The rise in production costs appears to be up a more modest 15%, in part due to lower-budget items from Disney and New Line. Still, talent compensation has had tremendous impact, with salaries and profit participation making budgets of $60 million common for pictures with top stars and state-of-the-art special effects. Production execs decry soaring star salaries while negotiating multiple-picture, eight-figure deals with backend profit participation for a lucky handful.

“Ultimately, paying out $10 million or more (to an actor) is bad business,” insists a senior exec. “I believe that some deserve it – I just would never publicize it. It creates a terrible chain reaction, inflating secondary salaries and causing genuine resentment among the crew. Frankly, I can’t blame the techies for not waiving meal penalties and the like when they read how much some star is going to make from a picture.”

The bright spots

The brightest spots in the revenue equation are foreign theatrical and domestic video growth. In recent years, foreign revenues have been growing twice as fast as the domestic scene. Initial tallies for 1995 indicate the year will top out 9% to 11% ahead of last year. That could mean an additional $250 million back to U.S. majors.

“International markets are the last frontier, until we can find a new money stream on the scale of videocassettes,” observes one studio rep with a foreign portfolio. “They are a genuine growth area. They are also very costly to develop, so you don’t see back nearly the percentage of box office you get domestically. But there’s no earthly way they can expand and compensate for the shortfalls we’re experiencing on the domestic front.”

Domestic video continues to provide the lion’s share of cassette income, largely on the strength of sell-through titles. Several studio execs say that creating an effective sell-through plan in major foreign territories has so far stymied every company.

The solution to Hollywood’s crisis is simple in theory but not in practice.
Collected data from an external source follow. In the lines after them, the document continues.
// src/services/dashboard_service.rs

use chrono::{Datelike, Local, NaiveDate};

use crate::{
    models::{
        client::Client,
        dashboard::{ActivityEntry, ActivityFilter, ActivityKind, DashboardSummary, DashboardView},
        order::{Order, OrderStatus},
    },
    services::{cache::Cache, view_store::ViewStore},
};

pub const RECENT_ACTIVITY_LIMIT: usize = 30;

#[derive(Clone)]
pub struct DashboardService {
    clients: Cache<Client>,
    orders: Cache<Order>,
    view: ViewStore,
}

impl DashboardService {
    pub fn new(clients: Cache<Client>, orders: Cache<Order>, view: ViewStore) -> Self {
        Self { clients, orders, view }
    }

    /// Recalcula o painel a partir dos caches e publica no view-model.
    pub fn refresh(&self) {
        let dashboard = self.compute(&ActivityFilter::default());
        self.view.set_dashboard(dashboard, self.clients.len());
    }

    pub fn compute(&self, filter: &ActivityFilter) -> DashboardView {
        let today = Local::now().date_naive();
        let total_clients = self.clients.len();
        self.orders.with(|orders| DashboardView {
            summary: summarize(orders, total_clients, today),
            recent_activity: recent_activity(orders, filter),
        })
    }
}

// =========================================================================
//  CÁLCULOS (funções puras)
// =========================================================================

pub fn summarize(orders: &[Order], total_clients: usize, today: NaiveDate) -> DashboardSummary {
    let this_month = orders
        .iter()
        .filter_map(Order::reference_date)
        .filter(|d| d.year() == today.year() && d.month() == today.month())
        .count();
    let active_orders = orders
        .iter()
        .filter(|o| o.status != OrderStatus::Completed)
        .count();

    DashboardSummary {
        total_orders: orders.len(),
        this_month,
        active_orders,
        total_clients,
    }
}

/// Eventos de abertura, conclusão e reabertura, do mais recente para o mais antigo.
pub fn recent_activity(orders: &[Order], filter: &ActivityFilter) -> Vec<ActivityEntry> {
    let needle = filter
        .q
        .as_deref()
        .map(|q| q.trim().to_lowercase())
        .filter(|q| !q.is_empty());

    let mut entries: Vec<ActivityEntry> = orders
        .iter()
        .filter(|o| match &needle {
            Some(q) => o.number.to_lowercase().contains(q) || o.client.name.to_lowercase().contains(q),
            None => true,
        })
        .flat_map(|o| {
            [
                (ActivityKind::Opened, o.created_at),
                (ActivityKind::Completed, o.completed_at),
                (ActivityKind::Reopened, o.reopened_at),
            ]
            .into_iter()
            .filter_map(move |(kind, at)| {
                at.map(|at| ActivityEntry {
                    order_id: o.id.clone(),
                    number: o.number.clone(),
                    client_name: o.client.name.clone(),
                    kind,
                    label: kind.label().to_string(),
                    at,
                })
            })
        })
        .filter(|e| filter.kind.is_none_or(|k| k == e.kind))
        .collect();

    entries.sort_by(|a, b| b.at.cmp(&a.at));
    entries.truncate(RECENT_ACTIVITY_LIMIT);
    entries
}
// src/db/pg_store.rs

use async_trait::async_trait;
use chrono::Utc;
use serde_json::{Map, Value};
use sqlx::{postgres::PgListener, PgPool, Row};
use uuid::Uuid;

use super::store::{
    CollectionPath, DocPath, Document, Patch, Query, RemoteStore, SnapshotSink, StoreError,
    Subscription,
};

/// Canal do NOTIFY disparado pela trigger de `documents` (payload = nome da coleção).
pub const CHANGES_CHANNEL: &str = "document_changes";

/// Store de documentos sobre Postgres: uma tabela JSONB, uma linha por documento.
#[derive(Clone)]
pub struct PgStore {
    pool: PgPool,
}

impl PgStore {
    pub fn new(pool: PgPool) -> Self {
        Self { pool }
    }

    pub async fn migrate(&self) -> anyhow::Result<()> {
        sqlx::migrate!().run(&self.pool).await?;
        Ok(())
    }

    fn containment_filter(query: &Query) -> Value {
        let mut filter = Map::new();
        for f in &query.filters {
            filter.insert(f.field.clone(), f.value.clone());
        }
        Value::Object(filter)
    }

    async fn run_query(pool: &PgPool, query: &Query) -> Result<Vec<Document>, StoreError> {
        // Igualdades viram `@>` (usa o índice GIN); ordenação e limite ficam em Rust
        let rows = sqlx::query(
            r#"
            SELECT id, data
            FROM documents
            WHERE collection = $1 AND data @> $2
            "#,
        )
        .bind(query.collection.as_str())
        .bind(Self::containment_filter(query))
        .fetch_all(pool)
        .await?;

        let mut docs = Vec::with_capacity(rows.len());
        for row in rows {
            docs.push(Document {
                id: row.try_get("id")?,
                data: row.try_get("data")?,
            });
        }
        Ok(query.apply(docs))
    }
}

#[async_trait]
impl RemoteStore for PgStore {
    async fn get(&self, path: &DocPath) -> Result<Option<Document>, StoreError> {
        let row = sqlx::query("SELECT data FROM documents WHERE collection = $1 AND id = $2")
            .bind(path.collection.as_str())
            .bind(&path.id)
            .fetch_optional(&self.pool)
            .await?;

        match row {
            Some(row) => Ok(Some(Document {
                id: path.id.clone(),
                data: row.try_get("data")?,
            })),
            None => Ok(None),
        }
    }

    async fn set(&self, path: &DocPath, patch: Patch) -> Result<(), StoreError> {
        let mut data = Map::new();
        patch.apply(&mut data, Utc::now());

        sqlx::query(
            r#"
            INSERT INTO documents (collection, id, data, updated_at)
            VALUES ($1, $2, $3, NOW())
            ON CONFLICT (collection, id)
            DO UPDATE SET data = EXCLUDED.data, updated_at = NOW()
            "#,
        )
        .bind(path.collection.as_str())
        .bind(&path.id)
        .bind(Value::Object(data))
        .execute(&self.pool)
        .await?;

        Ok(())
    }

    async fn create_if_absent(&self, path: &DocPath, patch: Patch) -> Result<bool, StoreError> {
        let mut data = Map::new();
        patch.apply(&mut data, Utc::now());

        let result = sqlx::query(
            r#"
            INSERT INTO documents (collection, id, data, updated_at)
            VALUES ($1, $2, $3, NOW())
            ON CONFLICT (collection, id) DO NOTHING
            "#,
        )
        .bind(path.collection.as_str())
        .bind(&path.id)
        .bind(Value::Object(data))
        .execute(&self.pool)
        .await?;

        Ok(result.rows_affected() == 1)
    }

    async fn update(&self, path: &DocPath, patch: Patch) -> Result<(), StoreError> {
        // Ler-modificar-gravar sob FOR UPDATE: incrementos concorrentes não se perdem
        let mut tx = self.pool.begin().await?;

        let row = sqlx::query(
            "SELECT data FROM documents WHERE collection = $1 AND id = $2 FOR UPDATE",
        )
        .bind(path.collection.as_str())
        .bind(&path.id)
        .fetch_optional(&mut *tx)
        .await?
        .ok_or_else(|| StoreError::NotFound(path.to_string()))?;

        let mut data = match row.try_get::<Value, _>("data")? {
            Value::Object(map) => map,
            _ => Map::new(),
        };
        patch.apply(&mut data, Utc::now());

        sqlx::query(
            "UPDATE documents SET data = $3, updated_at = NOW() WHERE collection = $1 AND id = $2",
        )
        .bind(path.collection.as_str())
        .bind(&path.id)
        .bind(Value::Object(data))
        .execute(&mut *tx)
        .await?;

        tx.commit().await?;
        Ok(())
    }

    async fn add(&self, collection: &CollectionPath, patch: Patch) -> Result<String, StoreError> {
        let id = Uuid::new_v4().simple().to_string();
        self.set(&collection.doc(&id), patch).await?;
        Ok(id)
    }

    async fn delete(&self, path: &DocPath) -> Result<(), StoreError> {
        sqlx::query("DELETE FROM documents WHERE collection = $1 AND id = $2")
            .bind(path.collection.as_str())
            .bind(&path.id)
            .execute(&self.pool)
            .await?;
        Ok(())
    }

    async fn query(&self, query: &Query) -> Result<Vec<Document>, StoreError> {
        Self::run_query(&self.pool, query).await
    }

    async fn subscribe(&self, query: Query, sink: SnapshotSink) -> Result<Subscription, StoreError> {
        let mut listener = PgListener::connect_with(&self.pool).await?;
        listener.listen(CHANGES_CHANNEL).await?;

        let initial = Self::run_query(&self.pool, &query).await?;
        let pool = self.pool.clone();
        let label = query.collection.to_string();

        let task = tokio::spawn(async move {
            sink(Ok(initial));
            loop {
                match listener.recv().await {
                    Ok(notification) => {
                        if notification.payload() == query.collection.as_str() {
                            sink(Self::run_query(&pool, &query).await);
                        }
                    }
                    Err(e) => {
                        tracing::error!("🔥 Conexão de tempo real perdida ({}): {}", query.collection, e);
                        sink(Err(StoreError::Database(e)));
                        break;
                    }
                }
            }
        });

        Ok(Subscription::new(label, task))
    }
}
Fewer films of comparable quality to the current crop should keep the box office at its current level, while lowering costs dramatically. I t would mean better terms with theaters and improved profit margins for the majors.

“It just makes sense,” says one studio exec. “But there’s so much ego and competition involved, I doubt it could ever happen voluntarily. Unfortunately, you need something on the order of catastrophe to get anything to change in Hollywood.”